Giant telescope comes up in Chile with 3.2-gigapixel camera, 1500 HD screens to track extra-terrestrial life

Telescope from Chile comes with the biggest digital camera on Earth, soon to compete with China, India

Large Synoptic Survey Telescope
Large Synoptic Survey Telescope LSST/YouTube screen grab

The Large Synoptic Survey Telescope from Chile might one day provide the 'deepest, widest image of the universe'. The construction of the telescope began in 2015 in Chile and shall start functioning in 2022.

Three years after its construction, latest video shows how the giant mountaintop facility is gradually turning out. The video was presented by Assembly Integration Verification Manager Jacques Sebag and was made using a drone. The team was previously working with Besalco and tried developing the facility's mobile roof into a flatter area.
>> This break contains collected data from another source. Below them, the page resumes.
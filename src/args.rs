use crate::error::{Error, Result};
use std::net::Ipv4Addr;

pub const USAGE: &str = "Uso: fastping <ipv4>";

pub struct EmitterArgs {
    pub dst: Ipv4Addr,
}

pub enum Command {
    Run(EmitterArgs),
    Help,
}

pub fn parse() -> Result<Command> {
    parse_from(std::env::args().skip(1))
}

/// Aceita exatamente um argumento posicional: o IPv4 de destino.
/// Não há resolução de DNS.
pub fn parse_from<I, S>(args: I) -> Result<Command>
where
    I: IntoIterator<Item = S>,
    S: AsRef<str>,
{
    let mut dst_str: Option<String> = None;

    for arg in args {
        match arg.as_ref() {
            "-h" | "--help" => return Ok(Command::Help),
            val => {
                if dst_str.is_some() {
                    return Err(Error::Usage(format!("argumento inesperado {val:?}. {USAGE}")));
                }
                dst_str = Some(val.to_string());
            }
        }
    }

    let dst_str = dst_str.ok_or_else(|| Error::Usage(USAGE.to_string()))?;
    let dst: Ipv4Addr = dst_str
        .parse()
        .map_err(|_| Error::AddressFormat { input: dst_str.clone() })?;

    Ok(Command::Run(EmitterArgs { dst }))
}

#[cfg(test)]
mod tests {
    use super::*;

    fn run(args: &[&str]) -> Result<Ipv4Addr> {
        match parse_from(args)? {
            Command::Run(a) => Ok(a.dst),
            Command::Help => panic!("esperava Run"),
        }
    }

    #[test]
    fn parses_dotted_quad() {
        assert_eq!(run(&["192.0.2.1"]).unwrap(), Ipv4Addr::new(192, 0, 2, 1));
    }

    #[test]
    fn rejects_non_address() {
        let err = run(&["not-an-ip"]).unwrap_err();
        assert!(matches!(err, Error::AddressFormat { ref input } if input == "not-an-ip"));
    }

    #[test]
    fn rejects_hostnames_and_ipv6() {
        assert!(matches!(run(&["localhost"]), Err(Error::AddressFormat { .. })));
        assert!(matches!(run(&["::1"]), Err(Error::AddressFormat { .. })));
        assert!(matches!(run(&["10.0.0.256"]), Err(Error::AddressFormat { .. })));
    }

    #[test]
    fn missing_destination_is_usage_error() {
        let err = run(&[]).unwrap_err();
        assert!(matches!(err, Error::Usage(_)));
        assert!(err.to_string().contains(USAGE));
    }

    #[test]
    fn surplus_argument_is_usage_error() {
        assert!(matches!(run(&["10.0.0.1", "10.0.0.2"]), Err(Error::Usage(_))));
    }

    #[test]
    fn help_flag() {
        assert!(matches!(parse_from(["--help"]), Ok(Command::Help)));
        assert!(matches!(parse_from(["10.0.0.1", "-h"]), Ok(Command::Help)));
    }
}
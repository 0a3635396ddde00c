//! Inicialização do tracing.
//!
//! `RUST_LOG` tem prioridade; sem ele o nível padrão é `info`. A saída vai
//! para stderr para que diagnósticos não se misturem com stdout.

use tracing_subscriber::EnvFilter;
use tracing_subscriber::prelude::*;

pub const DEFAULT_LEVEL: &str = "info";

pub fn init() {
    let env_filter = filter(std::env::var("RUST_LOG").ok().as_deref());

    let subscriber = tracing_subscriber::registry().with(env_filter).with(
        tracing_subscriber::fmt::layer()
            .compact()
            .with_target(false)
            .with_writer(std::io::stderr),
    );
    let _ = tracing::subscriber::set_global_default(subscriber);
}

fn filter(directives: Option<&str>) -> EnvFilter {
    match directives {
        Some(d) if !d.trim().is_empty() => {
            EnvFilter::try_new(d).unwrap_or_else(|_| EnvFilter::new(DEFAULT_LEVEL))
        }
        _ => EnvFilter::new(DEFAULT_LEVEL),
    }
}

#[cfg(test)]
mod tests {
    use super::*;

    #[test]
    fn defaults_to_info() {
        assert_eq!(filter(None).to_string(), "info");
        assert_eq!(filter(Some("  ")).to_string(), "info");
    }

    #[test]
    fn honours_directives() {
        assert_eq!(filter(Some("debug")).to_string(), "debug");
    }
}
/// Tamanho total do datagrama enviado (cabeçalho + payload).
pub const PACKET_SIZE: usize = 64;

/// Cabeçalho ICMP: type, code, checksum, identifier, sequence.
pub const HEADER_SIZE: usize = 8;

pub const ECHO_REQUEST: u8 = 8;

const CHECKSUM_OFFSET: usize = 2;
const IDENT_OFFSET: usize = 4;
const SEQ_OFFSET: usize = 6;

/// Calcula o checksum da Internet (RFC 1071) usado pelo ICMP (RFC 792).
///
/// Palavras de 16 bits em big-endian; um byte final solitário conta como a
/// parte alta de uma palavra completada com zero.
pub fn checksum(mut data: &[u8]) -> u16 {
    let mut sum: u32 = 0;
    while data.len() >= 2 {
        sum = sum.wrapping_add(u16::from_be_bytes([data[0], data[1]]) as u32);
        data = &data[2..];
    }
    if !data.is_empty() {
        sum = sum.wrapping_add((data[0] as u32) << 8);
    }
    while (sum >> 16) != 0 {
        sum = (sum & 0xFFFF) + (sum >> 16);
    }
    !(sum as u16)
}

/// Pacote ICMPv4 Echo Request de tamanho fixo, alocado uma vez e reutilizado
/// a cada envio.
#[derive(Debug, Clone)]
pub struct EchoRequest {
    buf: [u8; PACKET_SIZE],
}

impl EchoRequest {
    /// Monta o pacote (type=8, code=0) com sequência 0 e payload zerado.
    pub fn new(ident: u16) -> Self {
        let mut buf = [0u8; PACKET_SIZE];
        buf[0] = ECHO_REQUEST;
        buf[1] = 0;
        buf[IDENT_OFFSET..IDENT_OFFSET + 2].copy_from_slice(&ident.to_be_bytes());
        Self { buf }
    }

    pub fn ident(&self) -> u16 {
        u16::from_be_bytes([self.buf[IDENT_OFFSET], self.buf[IDENT_OFFSET + 1]])
    }

    pub fn seq(&self) -> u16 {
        u16::from_be_bytes([self.buf[SEQ_OFFSET], self.buf[SEQ_OFFSET + 1]])
    }

    pub fn set_seq(&mut self, seq: u16) {
        self.buf[SEQ_OFFSET..SEQ_OFFSET + 2].copy_from_slice(&seq.to_be_bytes());
    }

    pub fn checksum(&self) -> u16 {
        u16::from_be_bytes([self.buf[CHECKSUM_OFFSET], self.buf[CHECKSUM_OFFSET + 1]])
    }

    /// Avança a sequência (com wrap em 65536) e recalcula o checksum.
    /// Devolve a nova sequência.
    pub fn advance(&mut self) -> u16 {
        let seq = self.seq().wrapping_add(1);
        self.set_seq(seq);
        self.refresh_checksum();
        seq
    }

    /// Zera o campo de checksum, recalcula sobre o buffer inteiro e grava.
    pub fn refresh_checksum(&mut self) {
        self.buf[CHECKSUM_OFFSET] = 0;
        self.buf[CHECKSUM_OFFSET + 1] = 0;
        let csum = checksum(&self.buf);
        self.buf[CHECKSUM_OFFSET..CHECKSUM_OFFSET + 2].copy_from_slice(&csum.to_be_bytes());
    }

    /// Um receptor que segue a RFC 792 aceita o pacote se a soma der zero.
    pub fn is_valid(&self) -> bool {
        checksum(&self.buf) == 0
    }

    pub fn as_bytes(&self) -> &[u8] {
        &self.buf
    }
}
It will capture 800 images every night and will be taking pictures of the entire sky at least twice a week. The telescope has a 3.2-gigapixel camera and requires 1500 high-definition screens to display only one image. The camera will then be turned towards space. According to the LSST team, the camera will be covering each patch of sky 1,000 times during the survey, reports MailOnline.

Large Synoptic Survey Telescope
Large Synoptic Survey Telescope LSST/YouTube screen grab

Its light-gathering power is equal to a 6.7-m diameter primary mirror and its 30-second observations can detect objects which are 10 million times fainter to the naked human eye. It can capture objects as big as far-distant galaxy clusters, meteors or asteroids. The camera is similar in size to a small car and weighs more than three tons.

Large Synoptic Survey Telescope
Large Synoptic Survey Telescope LSST/YouTube screen grab

The camera is the eye and heart of LSST and can provide details of the distant space, galaxies and probably alien life. LSST will be capturing digital images every few nights from Chile's Mount Cerro Pachón.

In 10 years, LSST can detect at least tens of billions of objects and can provide details about different galaxies, solar systems, and might end up discovering new stars and galaxies.

LSST vs NASA, India, China

Large Synoptic Survey Telescope
Large Synoptic Survey Telescope LSST/YouTube screen grab

The Large Synoptic Survey Telescope might prove to be a major competitor for China, India and NASA's digital telescopes for that matter.

The Five-hundred-meter Aperture Spherical Telescope (FAST) from China is equivalent in size to 30 soccer fields. According to Zheng Xiaonian, deputy head of the National Astronomical Observation under the Chinese Academy of Sciences the telescope holds the capability of capturing strange objects, as well as discover extra-terrestrial life.

NASA's James Webb Space Telescope is all set to look for signs of extra-terrestrial life on the newly discovered TRAPPIST planetary system and on Jupiter's moon Europa. Eric Smith, James Webb Space Telescope Director at NASA Headquarters in Washington said that the telescope can discover "the very first galaxies after the Big Bang, chemical fingerprints of life on Enceladus, Europa, and exoplanets like TRAPPIST-1e".

Large Synoptic Survey Telescope
Large Synoptic Survey Telescope at night LSST/YouTube screen grab

The Giant Metrewave Radio Telescope is considered to be the world's largest radio telescope from India. It was pioneered by radio astronomer Govind Swarup and was built in 1990. It started functioning from 2002. Its 30 giant antennae weighing 80 tons can cover 80 percent of the sky. This giant is eyeing for extra-terrestrial life and radio waves coming from the aliens or some other alien planet.

Whether the Large Synoptic Survey Telescope will be successful in discovering alien life in the universe or not, only time can tell.